Lester rit encore plus fort.
— Les gens sont épatants ! Elvis, tu pourrais pas presser sur la détente, même si ta vie en dépendait. Parce que, si tu regardes la question de près, t’es un dégonflé… et tu l’sais que t’es un dégonflé. C’est pour cette raison que tu fais tout ça, pour prouver que tu ne l’es pas.
— Je compte jusqu’à cinq, dit Elvis. Si à ce moment tu n’es pas sorti, je tire. Un… Deux… Trois…
Toni Lester se gratte le bras.
— Quatre…
Toni Lester marche vers Elvis.
— Cinq, dit-il en s’emparant du revolver. Tu vois ce que je veux dire ? Naturellement, il faut jamais être trop sûr de rien non plus…
Il fouille dans sa poche de chemise et en tire cinq cartouches.
— Va te faire foutre !
— Pour sûr que je regrette de pas avoir été au collège pour apprendre d’aussi jolis mots, ça je te l’dis. Une fois que nous deux Vy on faisait une tournée en Géorgie, on est tombé sur un évangéliste, un nommé Stevens ; il nous a écoutés bonimenter pour une sorte de filtre à essence et il est revenu après me dire que j’avais fait soixante-dix-neuf fautes d’anglais. Il en était sûr parce qu’il les avait comptées. Mais il m’a dit ensuite que si jamais j’avais de l’éducation j’arrêterais de vendre des filtres.
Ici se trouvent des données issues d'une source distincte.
use std::any::type_name_of_val;
use std::fmt;
use std::sync::Arc;

use crate::ports::{
    BlobStore, Characterizer, DerivativeGenerator, IdentifierAuthority, ImportLedger, JobQueue,
    RepositoryStore, StagingArea, VirusScanner,
};

/// Every external collaborator the core talks to.
///
/// Transactions and services receive this bundle at construction; nothing
/// in the core reaches for a global.
#[derive(Clone)]
pub struct Collaborators {
    pub repository: Arc<dyn RepositoryStore>,
    /// Preservation files and derivatives.
    pub blobs: Arc<dyn BlobStore>,
    /// Backup copies, independent of `blobs`.
    pub backups: Arc<dyn BlobStore>,
    pub identifiers: Arc<dyn IdentifierAuthority>,
    pub derivatives: Arc<dyn DerivativeGenerator>,
    pub characterizer: Arc<dyn Characterizer>,
    pub scanner: Arc<dyn VirusScanner>,
    pub jobs: Arc<dyn JobQueue>,
    pub staging: Arc<dyn StagingArea>,
    pub imports: Arc<dyn ImportLedger>,
}

impl Collaborators {
    pub fn builder() -> CollaboratorsBuilder {
        CollaboratorsBuilder::default()
    }
}

impl fmt::Debug for Collaborators {
    fn fmt(&self, f: &mut fmt::Formatter<'_>) -> fmt::Result {
        f.debug_struct("Collaborators")
            .field("repository", &type_name_of_val(self.repository.as_ref()))
            .field("blobs", &type_name_of_val(self.blobs.as_ref()))
            .field("backups", &type_name_of_val(self.backups.as_ref()))
            .field("identifiers", &type_name_of_val(self.identifiers.as_ref()))
            .field("derivatives", &type_name_of_val(self.derivatives.as_ref()))
            .field(
                "characterizer",
                &type_name_of_val(self.characterizer.as_ref()),
            )
            .field("scanner", &type_name_of_val(self.scanner.as_ref()))
            .field("jobs", &type_name_of_val(self.jobs.as_ref()))
            .field("staging", &type_name_of_val(self.staging.as_ref()))
            .field("imports", &type_name_of_val(self.imports.as_ref()))
            .finish()
    }
}

#[derive(Default)]
pub struct CollaboratorsBuilder {
    repository: Option<Arc<dyn RepositoryStore>>,
    blobs: Option<Arc<dyn BlobStore>>,
    backups: Option<Arc<dyn BlobStore>>,
    identifiers: Option<Arc<dyn IdentifierAuthority>>,
    derivatives: Option<Arc<dyn DerivativeGenerator>>,
    characterizer: Option<Arc<dyn Characterizer>>,
    scanner: Option<Arc<dyn VirusScanner>>,
    jobs: Option<Arc<dyn JobQueue>>,
    staging: Option<Arc<dyn StagingArea>>,
    imports: Option<Arc<dyn ImportLedger>>,
}

impl fmt::Debug for CollaboratorsBuilder {
    fn fmt(&self, f: &mut fmt::Formatter<'_>) -> fmt::Result {
        f.debug_struct("CollaboratorsBuilder")
            .field("repository", &self.repository.is_some())
            .field("blobs", &self.blobs.is_some())
            .field("backups", &self.backups.is_some())
            .field("identifiers", &self.identifiers.is_some())
            .field("derivatives", &self.derivatives.is_some())
            .field("characterizer", &self.characterizer.is_some())
            .field("scanner", &self.scanner.is_some())
            .field("jobs", &self.jobs.is_some())
            .field("staging", &self.staging.is_some())
            .field("imports", &self.imports.is_some())
            .finish()
    }
}

impl CollaboratorsBuilder {
    pub fn new() -> Self {
        Self::default()
    }

    pub fn with_repository(mut self, repo: Arc<dyn RepositoryStore>) -> Self {
        self.repository = Some(repo);
        self
    }
    pub fn with_blobs(mut self, store: Arc<dyn BlobStore>) -> Self {
        self.blobs = Some(store);
        self
    }
    pub fn with_backups(mut self, store: Arc<dyn BlobStore>) -> Self {
        self.backups = Some(store);
        self
    }
    pub fn with_identifiers(
        mut self,
        authority: Arc<dyn IdentifierAuthority>,
    ) -> Self {
        self.identifiers = Some(authority);
        self
    }
    pub fn with_derivatives(
        mut self,
        generator: Arc<dyn DerivativeGenerator>,
    ) -> Self {
        self.derivatives = Some(generator);
        self
    }
    pub fn with_characterizer(
        mut self,
        characterizer: Arc<dyn Characterizer>,
    ) -> Self {
        self.characterizer = Some(characterizer);
        self
    }
    pub fn with_scanner(mut self, scanner: Arc<dyn VirusScanner>) -> Self {
        self.scanner = Some(scanner);
        self
    }
    pub fn with_jobs(mut self, queue: Arc<dyn JobQueue>) -> Self {
        self.jobs = Some(queue);
        self
    }
    pub fn with_staging(mut self, staging: Arc<dyn StagingArea>) -> Self {
        self.staging = Some(staging);
        self
    }
    pub fn with_imports(mut self, ledger: Arc<dyn ImportLedger>) -> Self {
        self.imports = Some(ledger);
        self
    }

    /// Returns a string error naming the first missing collaborator.
    pub fn build(self) -> Result<Collaborators, String> {
        Ok(Collaborators {
            repository: self
                .repository
                .ok_or_else(|| "missing RepositoryStore".to_string())?,
            blobs: self
                .blobs
                .ok_or_else(|| "missing BlobStore".to_string())?,
            backups: self
                .backups
                .ok_or_else(|| "missing backup BlobStore".to_string())?,
            identifiers: self
                .identifiers
                .ok_or_else(|| "missing IdentifierAuthority".to_string())?,
            derivatives: self
                .derivatives
                .ok_or_else(|| "missing DerivativeGenerator".to_string())?,
            characterizer: self
                .characterizer
                .ok_or_else(|| "missing Characterizer".to_string())?,
            scanner: self
                .scanner
                .ok_or_else(|| "missing VirusScanner".to_string())?,
            jobs: self.jobs.ok_or_else(|| "missing JobQueue".to_string())?,
            staging: self
                .staging
                .ok_or_else(|| "missing StagingArea".to_string())?,
            imports: self
                .imports
                .ok_or_else(|| "missing ImportLedger".to_string())?,
        })
    }
}
//! The concrete resource transactions and the table that names them.
//!
//! Every transaction is built once when [`ResourceTransactions`] is
//! constructed and looked up by [`TransactionName`] afterwards.

mod asset;
mod item;

use std::fmt;
use std::str::FromStr;

use reliquary_model::{
    Asset, AssetAttributes, Item, ItemAttributes, ModelError, ResourceId, ResourceKind,
};

use crate::collaborators::Collaborators;
use crate::config::PipelineConfig;
use crate::error::Failure;
use crate::state::{AssetState, FileUpload, ItemState};
use crate::transaction::{StepResult, Transaction};

#[derive(Debug, Clone, Copy, PartialEq, Eq, Hash)]
pub enum TransactionName {
    CreateAsset,
    UpdateAsset,
    DeleteAsset,
    GenerateDerivatives,
    PreservationBackup,
    CreateItem,
    UpdateItem,
    DeleteItem,
    GenerateItemDerivatives,
}

impl TransactionName {
    pub const ALL: [TransactionName; 9] = [
        TransactionName::CreateAsset,
        TransactionName::UpdateAsset,
        TransactionName::DeleteAsset,
        TransactionName::GenerateDerivatives,
        TransactionName::PreservationBackup,
        TransactionName::CreateItem,
        TransactionName::UpdateItem,
        TransactionName::DeleteItem,
        TransactionName::GenerateItemDerivatives,
    ];

    pub fn as_str(&self) -> &'static str {
        match self {
            TransactionName::CreateAsset => "create_asset",
            TransactionName::UpdateAsset => "update_asset",
            TransactionName::DeleteAsset => "delete_asset",
            TransactionName::GenerateDerivatives => "generate_derivatives",
            TransactionName::PreservationBackup => "preservation_backup",
            TransactionName::CreateItem => "create_item",
            TransactionName::UpdateItem => "update_item",
            TransactionName::DeleteItem => "delete_item",
            TransactionName::GenerateItemDerivatives => "generate_item_derivatives",
        }
    }

    /// Kind of resource the transaction operates on.
    pub fn kind(&self) -> ResourceKind {
        match self {
            TransactionName::CreateAsset
            | TransactionName::UpdateAsset
            | TransactionName::DeleteAsset
            | TransactionName::GenerateDerivatives
            | TransactionName::PreservationBackup => ResourceKind::Asset,
            TransactionName::CreateItem
            | TransactionName::UpdateItem
            | TransactionName::DeleteItem
            | TransactionName::GenerateItemDerivatives => ResourceKind::Item,
        }
    }
}

impl fmt::Display for TransactionName {
    fn fmt(&self, f: &mut fmt::Formatter<'_>) -> fmt::Result {
        f.write_str(self.as_str())
    }
}

impl FromStr for TransactionName {
    type Err = ModelError;

    fn from_str(s: &str) -> Result<Self, Self::Err> {
        TransactionName::ALL
            .into_iter()
            .find(|name| name.as_str() == s)
            .ok_or_else(|| ModelError::UnknownValue {
                kind: "transaction",
                value: s.to_string(),
            })
    }
}

/// Static registry of every resource transaction.
pub struct ResourceTransactions {
    create_asset: Transaction<AssetState>,
    update_asset: Transaction<AssetState>,
    delete_asset: Transaction<AssetState>,
    generate_derivatives: Transaction<AssetState>,
    preservation_backup: Transaction<AssetState>,
    create_item: Transaction<ItemState>,
    update_item: Transaction<ItemState>,
    delete_item: Transaction<ItemState>,
    generate_item_derivatives: Transaction<ItemState>,
    system_actor: String,
}

impl ResourceTransactions {
    pub fn new(collaborators: &Collaborators, config: &PipelineConfig) -> Self {
        Self {
            create_asset: asset::create_asset(collaborators),
            update_asset: asset::update_asset(collaborators, config),
            delete_asset: asset::delete_asset(collaborators),
            generate_derivatives: asset::generate_derivatives(collaborators, config),
            preservation_backup: asset::preservation_backup(collaborators),
            create_item: item::create_item(collaborators),
            update_item: item::update_item(collaborators),
            delete_item: item::delete_item(collaborators),
            generate_item_derivatives: item::generate_item_derivatives(collaborators),
            system_actor: config.system_actor.clone(),
        }
    }

    pub fn asset(&self, name: TransactionName) -> Option<&Transaction<AssetState>> {
        match name {
            TransactionName::CreateAsset => Some(&self.create_asset),
            TransactionName::UpdateAsset => Some(&self.update_asset),
            TransactionName::DeleteAsset => Some(&self.delete_asset),
            TransactionName::GenerateDerivatives => Some(&self.generate_derivatives),
            TransactionName::PreservationBackup => Some(&self.preservation_backup),
            _ => None,
        }
    }

    pub fn item(&self, name: TransactionName) -> Option<&Transaction<ItemState>> {
        match name {
            TransactionName::CreateItem => Some(&self.create_item),
            TransactionName::UpdateItem => Some(&self.update_item),
            TransactionName::DeleteItem => Some(&self.delete_item),
            TransactionName::GenerateItemDerivatives => Some(&self.generate_item_derivatives),
            _ => None,
        }
    }

    /// Run an asset transaction by name.
    pub async fn call_asset(
        &self,
        name: TransactionName,
        state: AssetState,
    ) -> StepResult<AssetState> {
        let transaction = self
            .asset(name)
            .ok_or_else(|| Failure::internal(format!("{name} is not an asset transaction")))?;
        transaction.call(state).await
    }

    /// Run an item transaction by name.
    pub async fn call_item(&self, name: TransactionName, state: ItemState) -> StepResult<ItemState> {
        let transaction = self
            .item(name)
            .ok_or_else(|| Failure::internal(format!("{name} is not an item transaction")))?;
        transaction.call(state).await
    }

    pub fn system_actor(&self) -> &str {
        &self.system_actor
    }

    pub async fn create_asset(
        &self,
        attributes: AssetAttributes,
        created_by: impl Into<String>,
    ) -> Result<Asset, Failure> {
        let state = AssetState::for_new(attributes, Some(created_by.into()));
        saved(self.create_asset.call(state).await?)
    }

    /// Update metadata and, when `file` is given, attach a new preservation
    /// file.
    pub async fn update_asset(
        &self,
        id: ResourceId,
        attributes: AssetAttributes,
        updated_by: Option<String>,
        file: Option<FileUpload>,
    ) -> Result<Asset, Failure> {
        let mut state = AssetState::for_existing(id, attributes, updated_by);
        state.work.file = file;
        saved(self.update_asset.call(state).await?)
    }

    /// Attach a file carried over from another system. The ingest is
    /// recorded as a migration from `migrated_from`.
    pub async fn migrate_asset(
        &self,
        id: ResourceId,
        file: FileUpload,
        migrated_from: impl Into<String>,
        updated_by: Option<String>,
    ) -> Result<Asset, Failure> {
        let mut state = AssetState::for_existing(id, AssetAttributes::default(), updated_by);
        state.work.file = Some(file);
        state.work.migrated_from = Some(migrated_from.into());
        saved(self.update_asset.call(state).await?)
    }

    /// Returns the asset as it was before deletion.
    pub async fn delete_asset(
        &self,
        id: ResourceId,
        deleted_by: Option<String>,
    ) -> Result<Asset, Failure> {
        saved(self.delete_asset.call(AssetState::for_id(id, deleted_by)).await?)
    }

    pub async fn generate_derivatives(
        &self,
        id: ResourceId,
        requested_by: Option<String>,
    ) -> Result<Asset, Failure> {
        let actor = requested_by.unwrap_or_else(|| self.system_actor.clone());
        saved(
            self.generate_derivatives
                .call(AssetState::for_id(id, Some(actor)))
                .await?,
        )
    }

    pub async fn preservation_backup(
        &self,
        id: ResourceId,
        requested_by: Option<String>,
    ) -> Result<Asset, Failure> {
        let actor = requested_by.unwrap_or_else(|| self.system_actor.clone());
        saved(
            self.preservation_backup
                .call(AssetState::for_id(id, Some(actor)))
                .await?,
        )
    }

    pub async fn create_item(
        &self,
        attributes: ItemAttributes,
        created_by: impl Into<String>,
    ) -> Result<Item, Failure> {
        let state = ItemState::for_new(attributes, Some(created_by.into()));
        saved(self.create_item.call(state).await?)
    }

    pub async fn update_item(
        &self,
        id: ResourceId,
        attributes: ItemAttributes,
        updated_by: Option<String>,
    ) -> Result<Item, Failure> {
        let state = ItemState::for_existing(id, attributes, updated_by);
        saved(self.update_item.call(state).await?)
    }

    /// Member assets are deleted by background jobs afterwards.
    pub async fn delete_item(
        &self,
        id: ResourceId,
        deleted_by: Option<String>,
    ) -> Result<Item, Failure> {
        saved(self.delete_item.call(ItemState::for_id(id, deleted_by)).await?)
    }

    pub async fn generate_item_derivatives(
        &self,
        id: ResourceId,
        requested_by: Option<String>,
    ) -> Result<Item, Failure> {
        let actor = requested_by.unwrap_or_else(|| self.system_actor.clone());
        saved(
            self.generate_item_derivatives
                .call(ItemState::for_id(id, Some(actor)))
                .await?,
        )
    }
}

fn saved<R: reliquary_model::Resource, W>(
    state: crate::state::MutationState<R, W>,
) -> Result<R, Failure> {
    state
        .into_resource()
        .ok_or_else(|| Failure::internal("transaction finished without a resource"))
}

impl fmt::Debug for ResourceTransactions {
    fn fmt(&self, f: &mut fmt::Formatter<'_>) -> fmt::Result {
        f.debug_struct("ResourceTransactions")
            .field("create_asset", &self.create_asset)
            .field("update_asset", &self.update_asset)
            .field("delete_asset", &self.delete_asset)
            .field("generate_derivatives", &self.generate_derivatives)
            .field("preservation_backup", &self.preservation_backup)
            .field("create_item", &self.create_item)
            .field("update_item", &self.update_item)
            .field("delete_item", &self.delete_item)
            .field("generate_item_derivatives", &self.generate_item_derivatives)
            .finish()
    }
}

#[cfg(test)]
mod tests {
    use super::*;

    #[test]
    fn names_round_trip_and_know_their_kind() {
        for name in TransactionName::ALL {
            assert_eq!(name.as_str().parse::<TransactionName>().unwrap(), name);
        }
        assert_eq!(TransactionName::DeleteItem.kind(), ResourceKind::Item);
        assert!("rename_asset".parse::<TransactionName>().is_err());
    }
}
Peut-être que c’est un peu pour ça que t’as des ennuis. Tu crois pas ? Peut-être que quand t’as de l’instruction ta tête est si farcie de connaissances qu’il ne reste plus de place pour l’intelligence. Parce que si t’étais intelligent, tu verrais que c’est pas Carey et Dongen qui sont les pigeons… c’est toi. Ils se servent de toi, de ton nom, de ce machin Snap et de tout le fourbi pour eux-mêmes. J’veux dire que t’es comme le roi d’Angleterre… t’es là que pour la décoration, Elvis.
— Mensonge !
— C’est toi qui leur as commandé de faire sauter l’église ?
— Non, mais…
— Eh bien, c’est seulement le début. Bien des choses se passeront encore sans que t’aies ton mot à dire. Seulement, quand les troupes arriveront… devine un peu qui sera le responsable ? À la différence que cette fois y aura plus personne pour te sortir de taule. Ces gars se foutent pas mal de toutes ces instructions à la gomme que tu leur farcis, les vrais patrons en tout cas. Ce qu’ils veulent, c’est une belle bagarre, une occasion de descendre quelques négros ici, à Caxton. Et quand ils l’auront eue, dans quels draps crois-tu que se trouvera le jeune Mr. Landstrate ?
Toni Lester rit encore, traverse la chambre et ouvre la porte.
— Dans un sens, dit froidement Landstrate, c’est désolant que vous deviez partir à la recherche de votre femme. J’aurais aimé que vous restiez ici pour voir la représentation. Ça pourrait vous épater.
Le rire de Lester ne s’atténue que légèrement, mais une expression étrange et dure apparaît dans ses yeux.
— Tu devrais pourtant mieux me connaître, Elvis.
— Ce qui veut dire ?
— La même chose que pour le revolver, il ne faut jamais être trop sûr de rien. C’est une des règles du métier, petit. Je t’ai jamais dit que j’allais partir tout de suite à la recherche de Vy, hein ?
Elvis regarde le visage congestionné et suant du gros homme.
— Non, mon garçon. Je la retrouverai aussi facilement demain… ou dans une semaine. Pour le moment, juste dans le cas que le vieux Toni se tromperait ou que t’aurais un bon petit atout planqué dans ta manche, je crois que je vais rester par ici. Y a des chances que tu me voies pas, mais je serai dans le coin.
Il cligne de l’œil, s’engage dans le couloir, puis se tourne et dit :
— J’ai toujours aimé les feux d’artifice.
Et Elvis peut encore entendre son rire longtemps après que la porte a claqué.